Location
- 204 Pleasant Street, PO Box 800 DePue, Bureau County, Illinois 61322 United States 41°19′23″N 89°18′25″W﻿ / ﻿41.3230°N 89.3069°W

Information
- Type: Comprehensive Public High School
- School district: DePue Community Unit School District 103
- Principal: Susan Bruner
- Teaching staff: 8.80 (FTE)
- Grades: 9–12
- Enrollment: 98 (2023–2024)
- Average class size: 30
- Student to teacher ratio: 11.14
- Campus type: Rural, fringe
- Colors: Blue, orange
- Mascot: Little Giants
- Website: DePue Schools

= DePue High School =

DePue High School, or DHS, is a public four-year high school located at 204 Pleasant Street in De Pue, Illinois, a village in Bureau County, Illinois, in the Midwestern United States. DHS serves the community and surrounding area of DePue. The campus is located 25 miles west of Ottawa, Illinois, and serves a mixed village and rural residential community. The village is 89% Hispanics/Latino.

== Academics ==

Potential reference/citation:

== Athletics ==
DePue High School, a member of the Tri-County Conference, and a member school in the Illinois High School Association. Their mascot is the Little Giants, with school colors of blue and orange. The school has no state championships on record in team athletics and activities.

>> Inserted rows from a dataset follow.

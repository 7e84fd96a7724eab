#![forbid(unsafe_code)]

pub(super) const SQL: &str = r#"

        -- roi_id is the full dotted key; roi_number is only unique under its parent.
        CREATE TABLE IF NOT EXISTS rois (
          id INTEGER PRIMARY KEY AUTOINCREMENT,
          roi_id TEXT NOT NULL,
          roi_number INTEGER NOT NULL CHECK(roi_number > 0),
          hierarchy_level INTEGER NOT NULL CHECK(hierarchy_level > 0),
          section_ref INTEGER NOT NULL REFERENCES sections(id),
          parent_roi_ref INTEGER REFERENCES rois(id),
          parent_roi_id TEXT,
          section_id TEXT NOT NULL,
          block_id TEXT NOT NULL,
          specimen_id TEXT NOT NULL,
          substrate_media_id TEXT NOT NULL,
          description TEXT,
          aperture_width_mm REAL,
          aperture_height_mm REAL,
          aperture_centroid_x REAL,
          aperture_centroid_y REAL,
          aperture_image TEXT,
          optical_nm_per_pixel REAL,
          barcode TEXT,
          metadata_json TEXT,
          created_at_ms INTEGER NOT NULL,
          updated_at_ms INTEGER NOT NULL
        );

        CREATE TABLE IF NOT EXISTS acquisition_tasks (
          id INTEGER PRIMARY KEY AUTOINCREMENT,
          task_id TEXT NOT NULL,
          roi_ref INTEGER NOT NULL REFERENCES rois(id),
          roi_id TEXT NOT NULL,
          block_id TEXT NOT NULL,
          specimen_id TEXT NOT NULL,
          task_type TEXT NOT NULL,
          version INTEGER NOT NULL DEFAULT 1,
          status TEXT NOT NULL,
          tags_json TEXT NOT NULL DEFAULT '[]',
          metadata_json TEXT,
          error_message TEXT,
          started_at_ms INTEGER,
          completed_at_ms INTEGER,
          created_at_ms INTEGER NOT NULL,
          updated_at_ms INTEGER NOT NULL
        );

        CREATE TABLE IF NOT EXISTS acquisition_task_versions (
          task_ref INTEGER NOT NULL REFERENCES acquisition_tasks(id) ON DELETE CASCADE,
          version INTEGER NOT NULL,
          snapshot_json TEXT NOT NULL,
          recorded_at_ms INTEGER NOT NULL,
          PRIMARY KEY(task_ref, version)
        );
"#;
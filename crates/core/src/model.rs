#![forbid(unsafe_code)]

use serde::{Deserialize, Serialize};

#[derive(Clone, Copy, Debug, Default, PartialEq, Eq, Hash, Serialize, Deserialize)]
pub enum TaskStatus {
    #[default]
    #[serde(rename = "Planned")]
    Planned,
    #[serde(rename = "In Progress")]
    InProgress,
    #[serde(rename = "Completed")]
    Completed,
    #[serde(rename = "Failed")]
    Failed,
    #[serde(rename = "Aborted")]
    Aborted,
}

impl TaskStatus {
    pub const ALL: [TaskStatus; 5] = [
        TaskStatus::Planned,
        TaskStatus::InProgress,
        TaskStatus::Completed,
        TaskStatus::Failed,
        TaskStatus::Aborted,
    ];

    pub fn as_str(self) -> &'static str {
        match self {
            TaskStatus::Planned => "Planned",
            TaskStatus::InProgress => "In Progress",
            TaskStatus::Completed => "Completed",
            TaskStatus::Failed => "Failed",
            TaskStatus::Aborted => "Aborted",
        }
    }

    pub fn parse(value: &str) -> Option<Self> {
        let value = value.trim();
        Self::ALL
            .into_iter()
            .find(|status| status.as_str().eq_ignore_ascii_case(value))
    }

    pub fn is_terminal(self) -> bool {
        matches!(
            self,
            TaskStatus::Completed | TaskStatus::Failed | TaskStatus::Aborted
        )
    }
}

#[derive(Clone, Copy, Debug, Default, PartialEq, Eq, Hash, Serialize, Deserialize)]
#[serde(rename_all = "kebab-case")]
pub enum AcquisitionStatus {
    #[default]
    Imaging,
    Acquired,
    Aborted,
    QcFailed,
    QcPassed,
    QcPending,
    ToBeReImaged,
}

impl AcquisitionStatus {
    pub const ALL: [AcquisitionStatus; 7] = [
        AcquisitionStatus::Imaging,
        AcquisitionStatus::Acquired,
        AcquisitionStatus::Aborted,
        AcquisitionStatus::QcFailed,
        AcquisitionStatus::QcPassed,
        AcquisitionStatus::QcPending,
        AcquisitionStatus::ToBeReImaged,
    ];

    pub fn as_str(self) -> &'static str {
        match self {
            AcquisitionStatus::Imaging => "imaging",
            AcquisitionStatus::Acquired => "acquired",
            AcquisitionStatus::Aborted => "aborted",
            AcquisitionStatus::QcFailed => "qc-failed",
            AcquisitionStatus::QcPassed => "qc-passed",
            AcquisitionStatus::QcPending => "qc-pending",
            AcquisitionStatus::ToBeReImaged => "to-be-re-imaged",
        }
    }

    pub fn parse(value: &str) -> Option<Self> {
        let value = value.trim();
        Self::ALL.into_iter().find(|status| status.as_str() == value)
    }
}

/// Physical carrier a cutting session collects sections onto.
#[derive(Clone, Copy, Debug, PartialEq, Eq, Hash, Serialize, Deserialize)]
#[serde(rename_all = "lowercase")]
pub enum MediaType {
    Tape,
    Grid,
    Sled,
    Stick,
}

impl MediaType {
    pub fn as_str(self) -> &'static str {
        match self {
            MediaType::Tape => "tape",
            MediaType::Grid => "grid",
            MediaType::Sled => "sled",
            MediaType::Stick => "stick",
        }
    }

    pub fn parse(value: &str) -> Option<Self> {
        match value.trim() {
            "tape" => Some(MediaType::Tape),
            "grid" => Some(MediaType::Grid),
            "sled" => Some(MediaType::Sled),
            "stick" => Some(MediaType::Stick),
            _ => None,
        }
    }
}

#[derive(Clone, Copy, Debug, PartialEq, Eq, Hash, Serialize, Deserialize)]
#[serde(rename_all = "lowercase")]
pub enum SectionQuality {
    Good,
    Broken,
    Thin,
    Thick,
    Empty,
}

impl SectionQuality {
    pub fn as_str(self) -> &'static str {
        match self {
            SectionQuality::Good => "good",
            SectionQuality::Broken => "broken",
            SectionQuality::Thin => "thin",
            SectionQuality::Thick => "thick",
            SectionQuality::Empty => "empty",
        }
    }

    pub fn parse(value: &str) -> Option<Self> {
        match value.trim() {
            "good" => Some(SectionQuality::Good),
            "broken" => Some(SectionQuality::Broken),
            "thin" => Some(SectionQuality::Thin),
            "thick" => Some(SectionQuality::Thick),
            "empty" => Some(SectionQuality::Empty),
            _ => None,
        }
    }
}

pub const DEFAULT_TASK_TYPE: &str = "standard_acquisition";
pub const DEFAULT_SUBSTRATE_STATUS: &str = "new";

/// Tags are trimmed, lowercased, de-duplicated and sorted.
pub fn normalize_tags(tags: &[String]) -> Result<Vec<String>, TagError> {
    let mut out = std::collections::BTreeSet::new();
    for tag in tags {
        let trimmed = tag.trim();
        if trimmed.is_empty() {
            continue;
        }
        if trimmed.chars().any(|c| c.is_control()) {
            return Err(TagError::ContainsControl);
        }
        if trimmed.len() > 64 {
            return Err(TagError::TooLong);
        }
        out.insert(trimmed.to_lowercase());
    }
    Ok(out.into_iter().collect())
}

#[derive(Clone, Debug, PartialEq, Eq)]
pub enum TagError {
    TooLong,
    ContainsControl,
}

impl TagError {
    pub fn message(&self) -> &'static str {
        match self {
            Self::TooLong => "tag is too long",
            Self::ContainsControl => "tag contains control characters",
        }
    }
}

#[cfg(test)]
mod tests {
    use super::*;

    #[test]
    fn task_status_round_trips_through_wire_names() {
        for status in TaskStatus::ALL {
            assert_eq!(TaskStatus::parse(status.as_str()), Some(status));
        }
        assert_eq!(TaskStatus::parse("in progress"), Some(TaskStatus::InProgress));
        assert_eq!(TaskStatus::parse("done"), None);
        assert!(TaskStatus::Aborted.is_terminal());
        assert!(!TaskStatus::Planned.is_terminal());
    }

    #[test]
    fn acquisition_status_uses_kebab_case() {
        assert_eq!(AcquisitionStatus::ToBeReImaged.as_str(), "to-be-re-imaged");
        assert_eq!(
            AcquisitionStatus::parse("qc-pending"),
            Some(AcquisitionStatus::QcPending)
        );
        assert_eq!(AcquisitionStatus::parse("QC-PENDING"), None);
        assert_eq!(AcquisitionStatus::default(), AcquisitionStatus::Imaging);
    }

    #[test]
    fn media_type_and_quality_parse() {
        assert_eq!(MediaType::parse("tape"), Some(MediaType::Tape));
        assert_eq!(MediaType::parse("wafer"), None);
        assert_eq!(SectionQuality::parse("broken"), Some(SectionQuality::Broken));
    }

    #[test]
    fn normalize_tags_is_deterministic() {
        let out = normalize_tags(&[
            " Foo ".to_string(),
            "foo".to_string(),
            "BAR".to_string(),
            "".to_string(),
        ])
        .expect("tags");
        assert_eq!(out, vec!["bar".to_string(), "foo".to_string()]);
        assert_eq!(
            normalize_tags(&["bad\u{0000}".to_string()]).unwrap_err(),
            TagError::ContainsControl
        );
    }
}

Although DHS' possesses a small enrollment, they do not coop for sports, instead focusing on one sport per season: In the fall, Boys Soccer and Girls Volleyball; in the winter, Boys and Girls Basketball; in the spring, Boys and Girls Track and field and Girls Soccer.

== History ==

DePue High School has no known consolidations in the recent past. Surrounding communities may have possessed high schools at some time which were consolidated into the current DHS. Potential reference/citation:

The School was visited by the governor of Illinois on the 22nd of July 2004 to promote the No Child Left Behind Act.